WORK REQUIRED
Only part of the listing is needed, namely the lines from its start through the line with "use crate::providers::traits::MarketDataProvider;", and they should be retyped exactly.

MATERIAL SUPPLIED
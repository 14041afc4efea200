use std::collections::{HashMap, HashSet};
use std::sync::Arc;
use tracing::debug;

use crate::clock::Clock;
use crate::errors::CoreError;
use crate::models::coin::Coin;
use crate::models::price::PriceCache;
use crate::providers::traits::MarketDataProvider;

/// Maximum coin ids per price-lookup request.
pub const PRICE_BATCH_SIZE: usize = 50;

/// Fetches current prices and coin metadata with cache-then-network
/// batching.
///
/// Both collaborators are injected: the provider so tests can script
/// responses and failures, the clock so freshness boundaries are exact.
pub struct PriceService {
    provider: Box<dyn MarketDataProvider>,
    clock: Arc<dyn Clock>,
}

impl PriceService {
    pub fn new(provider: Box<dyn MarketDataProvider>, clock: Arc<dyn Clock>) -> Self {
        Self { provider, clock }
    }

    /// Current USD prices for a set of coin ids.
    ///
    /// 1. Empty input returns an empty map with no network traffic.
    /// 2. Ids are sorted and split into batches of [`PRICE_BATCH_SIZE`].
    /// 3. A batch is served from cache only when the price region is
    ///    fresh AND every id of the batch has a cached entry; a partial
    ///    hit still goes to the network.
    /// 4. Each fetched batch merges into the cache immediately, so a
    ///    later batch failing never discards earlier gains — the error
    ///    aborts the call, and callers that want the partial result read
    ///    it from the cache.
    ///
    /// No automatic retry: a 429 or any other batch failure surfaces
    /// as-is and the caller decides.
    pub async fn fetch_prices(
        &self,
        cache: &mut PriceCache,
        ids: &HashSet<String>,
    ) -> Result<HashMap<String, f64>, CoreError> {
        if ids.is_empty() {
            debug!("no coin ids requested, skipping price fetch");
            return Ok(HashMap::new());
        }

        // Sorted ids make batch boundaries deterministic.
        let mut sorted: Vec<String> = ids.iter().cloned().collect();
        sorted.sort();

        let mut merged: HashMap<String, f64> = HashMap::new();

        for batch in sorted.chunks(PRICE_BATCH_SIZE) {
            if self.cache_covers_batch(cache, batch) {
                for id in batch {
                    if let Some(price) = cache.price_for(id) {
                        merged.insert(id.clone(), price);
                    }
                }
                debug!(batch = batch.len(), "served price batch from cache");
                continue;
            }

            let fetched = self.provider.simple_prices(batch).await?;
            cache.merge_prices(&fetched, self.clock.now());
            debug!(
                batch = batch.len(),
                fetched = fetched.len(),
                provider = self.provider.name(),
                "merged price batch"
            );
            merged.extend(fetched);
        }

        Ok(merged)
    }

    /// The full coin reference list, refetched at most once per 24h
    /// window. A fresh nonempty cached list short-circuits the call.
    pub async fn fetch_coin_list(&self, cache: &mut PriceCache) -> Result<Vec<Coin>, CoreError> {
        if cache.is_coin_list_fresh(self.clock.now()) && cache.coin_count() > 0 {
            debug!(coins = cache.coin_count(), "served coin list from cache");
            return Ok(cache.cached_coin_list().to_vec());
        }

        let coins = self.provider.coin_list().await?;
        debug!(
            coins = coins.len(),
            provider = self.provider.name(),
            "fetched coin list"
        );
        cache.set_coin_list(coins.clone(), self.clock.now());
        Ok(coins)
    }

    /// Whole-batch cache coverage: the price region must be fresh and
    /// contain every id of the batch.
    fn cache_covers_batch(&self, cache: &PriceCache, batch: &[String]) -> bool {
        cache.is_price_cache_fresh(self.clock.now())
            && batch.iter().all(|id| cache.price_for(id).is_some())
    }
}
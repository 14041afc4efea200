use serde::{Deserialize, Serialize};

use super::alert::PriceAlert;
use super::settings::Settings;
use super::transaction::Transaction;

/// The main persisted container: the transaction log, active alert
/// rules, and user settings. Serialized as one durable payload.
///
/// The price cache deliberately lives OUTSIDE this struct (its own
/// sidecar file), so a corrupt cache can never take the store down
/// with it.
#[derive(Debug, Clone, Default, Serialize, Deserialize)]
pub struct Portfolio {
    /// All buy entries, in insertion order
    pub transactions: Vec<Transaction>,

    /// Active alert rules; triggered rules are removed
    pub alerts: Vec<PriceAlert>,

    /// UI section-collapse flags
    #[serde(default)]
    pub settings: Settings,
}
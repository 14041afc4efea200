use async_trait::async_trait;
use reqwest::Client;
use serde::Deserialize;
use std::collections::HashMap;
#[cfg(not(target_arch = "wasm32"))]
use std::time::Duration;

use super::traits::MarketDataProvider;
use crate::errors::CoreError;
use crate::models::coin::Coin;

const BASE_URL: &str = "https://api.coingecko.com/api/v3";

/// Per-request timeout. One slow call must not block unrelated batches
/// indefinitely.
pub const REQUEST_TIMEOUT_SECS: u64 = 5;

/// CoinGecko API provider.
///
/// - **Free tier**: no API key; 429 responses are surfaced as
///   [`CoreError::RateLimited`] and never retried automatically.
/// - **Endpoints**: `/coins/list` (full reference list),
///   `/simple/price?ids=<csv>&vs_currencies=usd` (current USD prices).
pub struct CoinGeckoProvider {
    client: Client,
}

impl CoinGeckoProvider {
    pub fn new() -> Self {
        let builder = Client::builder();
        #[cfg(not(target_arch = "wasm32"))]
        let builder = builder.timeout(Duration::from_secs(REQUEST_TIMEOUT_SECS));
        Self {
            client: builder.build().unwrap_or_else(|_| Client::new()),
        }
    }

    /// Map a successful-connection, non-2xx response to the right error.
    fn status_error(status: reqwest::StatusCode) -> CoreError {
        if status.as_u16() == 429 {
            CoreError::RateLimited
        } else {
            CoreError::BadResponse {
                status: status.as_u16(),
            }
        }
    }
}

impl Default for CoinGeckoProvider {
    fn default() -> Self {
        Self::new()
    }
}

// ── CoinGecko API response types ────────────────────────────────────

/// One entry of `/simple/price`: `{ "usd": 63024.12 }`. The field is
/// optional in the wire format; an absent price decodes as 0.0.
#[derive(Deserialize)]
struct VsCurrencyPrices {
    usd: Option<f64>,
}

#[cfg_attr(target_arch = "wasm32", async_trait(?Send))]
#[cfg_attr(not(target_arch = "wasm32"), async_trait)]
impl MarketDataProvider for CoinGeckoProvider {
    fn name(&self) -> &str {
        "CoinGecko"
    }

    async fn coin_list(&self) -> Result<Vec<Coin>, CoreError> {
        let url = format!("{BASE_URL}/coins/list");
        let resp = self.client.get(&url).send().await?;

        let status = resp.status();
        if !status.is_success() {
            return Err(Self::status_error(status));
        }

        let coins: Vec<Coin> = resp.json().await.map_err(|e| {
            CoreError::Decode(format!("Malformed coin list payload: {e}"))
        })?;
        Ok(coins)
    }

    async fn simple_prices(&self, ids: &[String]) -> Result<HashMap<String, f64>, CoreError> {
        let csv = ids.join(",");
        let url = format!("{BASE_URL}/simple/price?ids={csv}&vs_currencies=usd");
        let resp = self.client.get(&url).send().await?;

        let status = resp.status();
        if !status.is_success() {
            return Err(Self::status_error(status));
        }

        let body: HashMap<String, VsCurrencyPrices> = resp.json().await.map_err(|e| {
            CoreError::Decode(format!("Malformed price payload: {e}"))
        })?;

        Ok(body
            .into_iter()
            .map(|(id, entry)| (id, entry.usd.unwrap_or(0.0)))
            .collect())
    }
}
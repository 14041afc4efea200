use serde::{Deserialize, Serialize};

/// Immutable coin reference data, decoded verbatim from the price
/// provider's `/coins/list` payload.
///
/// `id` is the provider's lookup key ("bitcoin"), `symbol` the ticker
/// ("btc" as delivered — display layers uppercase it), `name` the
/// human-readable name ("Bitcoin").
#[derive(Debug, Clone, PartialEq, Eq, Hash, Serialize, Deserialize)]
pub struct Coin {
    pub id: String,
    pub symbol: String,
    pub name: String,
}

impl Coin {
    pub fn new(
        id: impl Into<String>,
        symbol: impl Into<String>,
        name: impl Into<String>,
    ) -> Self {
        Self {
            id: id.into(),
            symbol: symbol.into(),
            name: name.into(),
        }
    }
}
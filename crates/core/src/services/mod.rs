pub mod alert_service;
pub mod portfolio_service;
pub mod price_service;
use async_trait::async_trait;
use std::collections::HashMap;

use crate::errors::CoreError;
use crate::models::coin::Coin;

/// Trait abstraction over the external market-data API.
///
/// The production implementation talks to CoinGecko; tests inject mocks
/// to drive batching, caching, and failure paths deterministically. If
/// the API changes or goes away, only the one implementation is
/// replaced — the fetcher and everything above it are untouched.
#[cfg_attr(target_arch = "wasm32", async_trait(?Send))]
#[cfg_attr(not(target_arch = "wasm32"), async_trait)]
pub trait MarketDataProvider: Send + Sync {
    /// Human-readable name of this provider (for logs/errors).
    fn name(&self) -> &str;

    /// Full coin reference list: every id the provider can price.
    async fn coin_list(&self) -> Result<Vec<Coin>, CoreError>;

    /// Current USD price for each requested coin id. One network call;
    /// callers are responsible for batching. Ids absent from the
    /// response are simply missing from the returned map.
    async fn simple_prices(&self, ids: &[String]) -> Result<HashMap<String, f64>, CoreError>;
}
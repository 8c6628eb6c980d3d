//! Shared application state for all routes.

use crate::store::TodoStore;

#[derive(Clone)]
pub struct AppState {
    pub store: TodoStore,
}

ANSWER TO THIS PROBLEM
repository 14041afc4efea200
use std::collections::{HashMap, HashSet};
use std::sync::Arc;
use tracing::debug;

use crate::clock::Clock;
use crate::errors::CoreError;
use crate::models::coin::Coin;
use crate::models::price::PriceCache;
use crate::providers::traits::MarketDataProvider;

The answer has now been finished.